All of the data needs to be reproduced with no alterations.

-=-=-=-=-

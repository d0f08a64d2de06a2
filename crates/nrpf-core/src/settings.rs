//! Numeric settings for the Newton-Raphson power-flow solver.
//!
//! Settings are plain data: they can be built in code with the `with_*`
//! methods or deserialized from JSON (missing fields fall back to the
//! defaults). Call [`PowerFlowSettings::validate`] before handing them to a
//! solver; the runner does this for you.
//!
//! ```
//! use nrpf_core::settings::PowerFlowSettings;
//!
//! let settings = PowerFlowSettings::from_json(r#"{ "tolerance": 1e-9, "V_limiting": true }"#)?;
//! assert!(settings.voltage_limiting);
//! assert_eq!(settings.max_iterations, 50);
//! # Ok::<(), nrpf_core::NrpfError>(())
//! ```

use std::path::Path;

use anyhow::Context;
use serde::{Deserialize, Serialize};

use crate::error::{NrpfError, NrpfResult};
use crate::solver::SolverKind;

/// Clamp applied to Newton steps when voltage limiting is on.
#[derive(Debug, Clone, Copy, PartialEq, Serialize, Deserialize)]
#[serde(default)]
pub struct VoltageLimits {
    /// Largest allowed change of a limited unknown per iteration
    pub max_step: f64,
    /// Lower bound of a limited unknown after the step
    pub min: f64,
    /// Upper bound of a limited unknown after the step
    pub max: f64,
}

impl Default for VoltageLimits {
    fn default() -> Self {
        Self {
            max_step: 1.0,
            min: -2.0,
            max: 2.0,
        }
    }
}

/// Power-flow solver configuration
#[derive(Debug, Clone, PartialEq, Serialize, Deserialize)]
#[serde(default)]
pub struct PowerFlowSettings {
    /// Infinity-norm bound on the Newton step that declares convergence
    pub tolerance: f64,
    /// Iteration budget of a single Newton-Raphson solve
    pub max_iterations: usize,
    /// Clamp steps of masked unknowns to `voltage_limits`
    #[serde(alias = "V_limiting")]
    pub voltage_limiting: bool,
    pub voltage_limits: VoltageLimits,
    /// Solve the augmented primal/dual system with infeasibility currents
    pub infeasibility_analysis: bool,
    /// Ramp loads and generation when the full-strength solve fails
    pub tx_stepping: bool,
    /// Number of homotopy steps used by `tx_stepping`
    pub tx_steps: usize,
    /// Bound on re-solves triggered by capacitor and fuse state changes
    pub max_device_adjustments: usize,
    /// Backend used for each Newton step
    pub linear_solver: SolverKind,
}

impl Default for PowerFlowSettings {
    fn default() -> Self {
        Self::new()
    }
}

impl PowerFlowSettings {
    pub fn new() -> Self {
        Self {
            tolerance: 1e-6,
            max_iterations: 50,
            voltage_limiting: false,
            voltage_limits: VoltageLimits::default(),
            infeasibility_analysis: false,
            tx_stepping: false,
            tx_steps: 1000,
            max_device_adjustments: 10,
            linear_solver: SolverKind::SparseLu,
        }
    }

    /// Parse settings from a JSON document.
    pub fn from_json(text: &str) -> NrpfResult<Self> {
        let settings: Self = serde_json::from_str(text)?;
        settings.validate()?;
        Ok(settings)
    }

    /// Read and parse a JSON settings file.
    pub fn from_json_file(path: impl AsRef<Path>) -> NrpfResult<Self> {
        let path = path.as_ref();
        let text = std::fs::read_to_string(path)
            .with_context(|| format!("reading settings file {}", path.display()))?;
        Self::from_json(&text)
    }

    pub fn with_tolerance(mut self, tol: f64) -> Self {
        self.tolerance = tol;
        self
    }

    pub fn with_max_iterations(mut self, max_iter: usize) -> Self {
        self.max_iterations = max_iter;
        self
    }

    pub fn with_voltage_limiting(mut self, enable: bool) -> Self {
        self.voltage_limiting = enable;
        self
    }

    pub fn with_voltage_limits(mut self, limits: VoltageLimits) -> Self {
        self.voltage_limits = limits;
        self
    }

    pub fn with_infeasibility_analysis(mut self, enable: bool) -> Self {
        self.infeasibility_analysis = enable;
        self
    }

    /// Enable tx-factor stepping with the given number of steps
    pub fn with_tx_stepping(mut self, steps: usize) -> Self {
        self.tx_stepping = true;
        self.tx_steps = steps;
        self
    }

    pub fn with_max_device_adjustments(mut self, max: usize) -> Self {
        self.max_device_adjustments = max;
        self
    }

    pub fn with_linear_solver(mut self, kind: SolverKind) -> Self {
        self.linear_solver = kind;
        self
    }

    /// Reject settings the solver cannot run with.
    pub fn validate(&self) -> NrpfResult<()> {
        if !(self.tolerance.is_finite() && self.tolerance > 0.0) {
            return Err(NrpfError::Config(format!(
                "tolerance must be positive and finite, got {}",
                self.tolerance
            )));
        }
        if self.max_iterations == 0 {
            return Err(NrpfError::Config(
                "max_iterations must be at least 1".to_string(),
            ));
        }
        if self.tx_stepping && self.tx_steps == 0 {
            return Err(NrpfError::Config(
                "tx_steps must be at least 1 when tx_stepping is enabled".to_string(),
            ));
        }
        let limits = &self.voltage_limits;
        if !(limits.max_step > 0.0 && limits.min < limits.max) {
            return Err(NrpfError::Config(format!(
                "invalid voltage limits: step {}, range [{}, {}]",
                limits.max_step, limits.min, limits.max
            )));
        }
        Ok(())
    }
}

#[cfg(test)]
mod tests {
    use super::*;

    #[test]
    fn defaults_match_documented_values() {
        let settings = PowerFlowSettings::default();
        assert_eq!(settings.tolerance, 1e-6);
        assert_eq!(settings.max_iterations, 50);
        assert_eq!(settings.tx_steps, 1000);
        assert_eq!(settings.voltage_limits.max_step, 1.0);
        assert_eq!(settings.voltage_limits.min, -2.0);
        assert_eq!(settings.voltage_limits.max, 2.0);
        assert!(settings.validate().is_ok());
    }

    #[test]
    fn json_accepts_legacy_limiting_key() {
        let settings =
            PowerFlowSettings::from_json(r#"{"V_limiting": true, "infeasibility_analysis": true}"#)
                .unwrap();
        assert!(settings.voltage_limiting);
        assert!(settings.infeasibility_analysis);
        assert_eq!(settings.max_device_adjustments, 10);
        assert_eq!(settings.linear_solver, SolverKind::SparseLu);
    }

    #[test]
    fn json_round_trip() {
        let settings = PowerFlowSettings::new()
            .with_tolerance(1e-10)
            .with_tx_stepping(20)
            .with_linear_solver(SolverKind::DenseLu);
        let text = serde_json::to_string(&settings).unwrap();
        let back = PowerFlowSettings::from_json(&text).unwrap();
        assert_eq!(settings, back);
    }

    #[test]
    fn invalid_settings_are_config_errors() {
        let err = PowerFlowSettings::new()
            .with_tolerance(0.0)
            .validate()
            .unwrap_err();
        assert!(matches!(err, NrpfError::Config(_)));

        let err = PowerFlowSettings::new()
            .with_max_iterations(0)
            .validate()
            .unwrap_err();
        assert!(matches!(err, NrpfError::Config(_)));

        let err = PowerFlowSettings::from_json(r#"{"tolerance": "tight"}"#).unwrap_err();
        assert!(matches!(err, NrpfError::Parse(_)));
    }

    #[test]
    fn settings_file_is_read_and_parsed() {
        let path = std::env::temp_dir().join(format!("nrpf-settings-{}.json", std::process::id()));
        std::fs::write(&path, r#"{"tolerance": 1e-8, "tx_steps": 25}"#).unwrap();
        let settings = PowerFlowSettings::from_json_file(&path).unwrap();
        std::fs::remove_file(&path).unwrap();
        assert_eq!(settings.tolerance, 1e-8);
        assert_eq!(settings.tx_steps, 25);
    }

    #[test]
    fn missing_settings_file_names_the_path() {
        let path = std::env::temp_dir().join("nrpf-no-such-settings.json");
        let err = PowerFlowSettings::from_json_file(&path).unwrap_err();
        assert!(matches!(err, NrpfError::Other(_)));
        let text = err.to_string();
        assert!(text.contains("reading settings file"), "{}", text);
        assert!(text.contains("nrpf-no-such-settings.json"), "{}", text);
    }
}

-=-=-=-=-

Result of the exercise:
repository d0f08a64d2de06a2
filename crates/nrpf-core/src/settings.rs
//! Numeric settings for the Newton-Raphson power-flow solver.
//!
//! Settings are plain data: they can be built in code with the `with_*`
//! methods or deserialized from JSON (missing fields fall back to the
//! defaults). Call [`PowerFlowSettings::validate`] before handing them to a
//! solver; the runner does this for you.
//!
//! ```
//! use nrpf_core::settings::PowerFlowSettings;
//!
//! let settings = PowerFlowSettings::from_json(r#"{ "tolerance": 1e-9, "V_limiting": true }"#)?;
//! assert!(settings.voltage_limiting);
//! assert_eq!(settings.max_iterations, 50);
//! # Ok::<(), nrpf_core::NrpfError>(())
//! ```

use std::path::Path;

use anyhow::Context;
use serde::{Deserialize, Serialize};

use crate::error::{NrpfError, NrpfResult};
use crate::solver::SolverKind;

/// Clamp applied to Newton steps when voltage limiting is on.
#[derive(Debug, Clone, Copy, PartialEq, Serialize, Deserialize)]
#[serde(default)]
pub struct VoltageLimits {
    /// Largest allowed change of a limited unknown per iteration
    pub max_step: f64,
    /// Lower bound of a limited unknown after the step
    pub min: f64,
    /// Upper bound of a limited unknown after the step
    pub max: f64,
}

impl Default for VoltageLimits {
    fn default() -> Self {
        Self {
            max_step: 1.0,
            min: -2.0,
            max: 2.0,
        }
    }
}

/// Power-flow solver configuration
#[derive(Debug, Clone, PartialEq, Serialize, Deserialize)]
#[serde(default)]
pub struct PowerFlowSettings {
    /// Infinity-norm bound on the Newton step that declares convergence
    pub tolerance: f64,
    /// Iteration budget of a single Newton-Raphson solve
    pub max_iterations: usize,
    /// Clamp steps of masked unknowns to `voltage_limits`
    #[serde(alias = "V_limiting")]
    pub voltage_limiting: bool,
    pub voltage_limits: VoltageLimits,
    /// Solve the augmented primal/dual system with infeasibility currents
    pub infeasibility_analysis: bool,
    /// Ramp loads and generation when the full-strength solve fails
    pub tx_stepping: bool,
    /// Number of homotopy steps used by `tx_stepping`
    pub tx_steps: usize,
    /// Bound on re-solves triggered by capacitor and fuse state changes
    pub max_device_adjustments: usize,
    /// Backend used for each Newton step
    pub linear_solver: SolverKind,
}

impl Default for PowerFlowSettings {
    fn default() -> Self {
        Self::new()
    }
}

impl PowerFlowSettings {
    pub fn new() -> Self {
        Self {
            tolerance: 1e-6,
            max_iterations: 50,
            voltage_limiting: false,
            voltage_limits: VoltageLimits::default(),
            infeasibility_analysis: false,
            tx_stepping: false,
            tx_steps: 1000,
            max_device_adjustments: 10,
            linear_solver: SolverKind::SparseLu,
        }
    }

    /// Parse settings from a JSON document.
    pub fn from_json(text: &str) -> NrpfResult<Self> {
        let settings: Self = serde_json::from_str(text)?;
        settings.validate()?;
        Ok(settings)
    }

    /// Read and parse a JSON settings file.
    pub fn from_json_file(path: impl AsRef<Path>) -> NrpfResult<Self> {
        let path = path.as_ref();
        let text = std::fs::read_to_string(path)
            .with_context(|| format!("reading settings file {}", path.display()))?;
        Self::from_json(&text)
    }

    pub fn with_tolerance(mut self, tol: f64) -> Self {
        self.tolerance = tol;
        self
    }

    pub fn with_max_iterations(mut self, max_iter: usize) -> Self {
        self.max_iterations = max_iter;
        self
    }

    pub fn with_voltage_limiting(mut self, enable: bool) -> Self {
        self.voltage_limiting = enable;
        self
    }

    pub fn with_voltage_limits(mut self, limits: VoltageLimits) -> Self {
        self.voltage_limits = limits;
        self
    }

    pub fn with_infeasibility_analysis(mut self, enable: bool) -> Self {
        self.infeasibility_analysis = enable;
        self
    }

    /// Enable tx-factor stepping with the given number of steps
    pub fn with_tx_stepping(mut self, steps: usize) -> Self {
        self.tx_stepping = true;
        self.tx_steps = steps;
        self
    }

    pub fn with_max_device_adjustments(mut self, max: usize) -> Self {
        self.max_device_adjustments = max;
        self
    }

    pub fn with_linear_solver(mut self, kind: SolverKind) -> Self {
        self.linear_solver = kind;
        self
    }

    /// Reject settings the solver cannot run with.
    pub fn validate(&self) -> NrpfResult<()> {
        if !(self.tolerance.is_finite() && self.tolerance > 0.0) {
            return Err(NrpfError::Config(format!(
                "tolerance must be positive and finite, got {}",
                self.tolerance
            )));
        }
        if self.max_iterations == 0 {
            return Err(NrpfError::Config(
                "max_iterations must be at least 1".to_string(),
            ));
        }
        if self.tx_stepping && self.tx_steps == 0 {
            return Err(NrpfError::Config(
                "tx_steps must be at least 1 when tx_stepping is enabled".to_string(),
            ));
        }
        let limits = &self.voltage_limits;
        if !(limits.max_step > 0.0 && limits.min < limits.max) {
            return Err(NrpfError::Config(format!(
                "invalid voltage limits: step {}, range [{}, {}]",
                limits.max_step, limits.min, limits.max
            )));
        }
        Ok(())
    }
}

#[cfg(test)]
mod tests {
    use super::*;

    #[test]
    fn defaults_match_documented_values() {
        let settings = PowerFlowSettings::default();
        assert_eq!(settings.tolerance, 1e-6);
        assert_eq!(settings.max_iterations, 50);
        assert_eq!(settings.tx_steps, 1000);
        assert_eq!(settings.voltage_limits.max_step, 1.0);
        assert_eq!(settings.voltage_limits.min, -2.0);
        assert_eq!(settings.voltage_limits.max, 2.0);
        assert!(settings.validate().is_ok());
    }

    #[test]
    fn json_accepts_legacy_limiting_key() {
        let settings =
            PowerFlowSettings::from_json(r#"{"V_limiting": true, "infeasibility_analysis": true}"#)
                .unwrap();
        assert!(settings.voltage_limiting);
        assert!(settings.infeasibility_analysis);
        assert_eq!(settings.max_device_adjustments, 10);
        assert_eq!(settings.linear_solver, SolverKind::SparseLu);
    }

    #[test]
    fn json_round_trip() {
        let settings = PowerFlowSettings::new()
            .with_tolerance(1e-10)
            .with_tx_stepping(20)
            .with_linear_solver(SolverKind::DenseLu);
        let text = serde_json::to_string(&settings).unwrap();
        let back = PowerFlowSettings::from_json(&text).unwrap();
        assert_eq!(settings, back);
    }

    #[test]
    fn invalid_settings_are_config_errors() {
        let err = PowerFlowSettings::new()
            .with_tolerance(0.0)
            .validate()
            .unwrap_err();
        assert!(matches!(err, NrpfError::Config(_)));

        let err = PowerFlowSettings::new()
            .with_max_iterations(0)
            .validate()
            .unwrap_err();
        assert!(matches!(err, NrpfError::Config(_)));

        let err = PowerFlowSettings::from_json(r#"{"tolerance": "tight"}"#).unwrap_err();
        assert!(matches!(err, NrpfError::Parse(_)));
    }

    #[test]
    fn settings_file_is_read_and_parsed() {
        let path = std::env::temp_dir().join(format!("nrpf-settings-{}.json", std::process::id()));
        std::fs::write(&path, r#"{"tolerance": 1e-8, "tx_steps": 25}"#).unwrap();
        let settings = PowerFlowSettings::from_json_file(&path).unwrap();
        std::fs::remove_file(&path).unwrap();
        assert_eq!(settings.tolerance, 1e-8);
        assert_eq!(settings.tx_steps, 25);
    }

    #[test]
    fn missing_settings_file_names_the_path() {
        let path = std::env::temp_dir().join("nrpf-no-such-settings.json");
        let err = PowerFlowSettings::from_json_file(&path).unwrap_err();
        assert!(matches!(err, NrpfError::Other(_)));
        let text = err.to_string();
        assert!(text.contains("reading settings file"), "{}", text);
        assert!(text.contains("nrpf-no-such-settings.json"), "{}", text);
    }
}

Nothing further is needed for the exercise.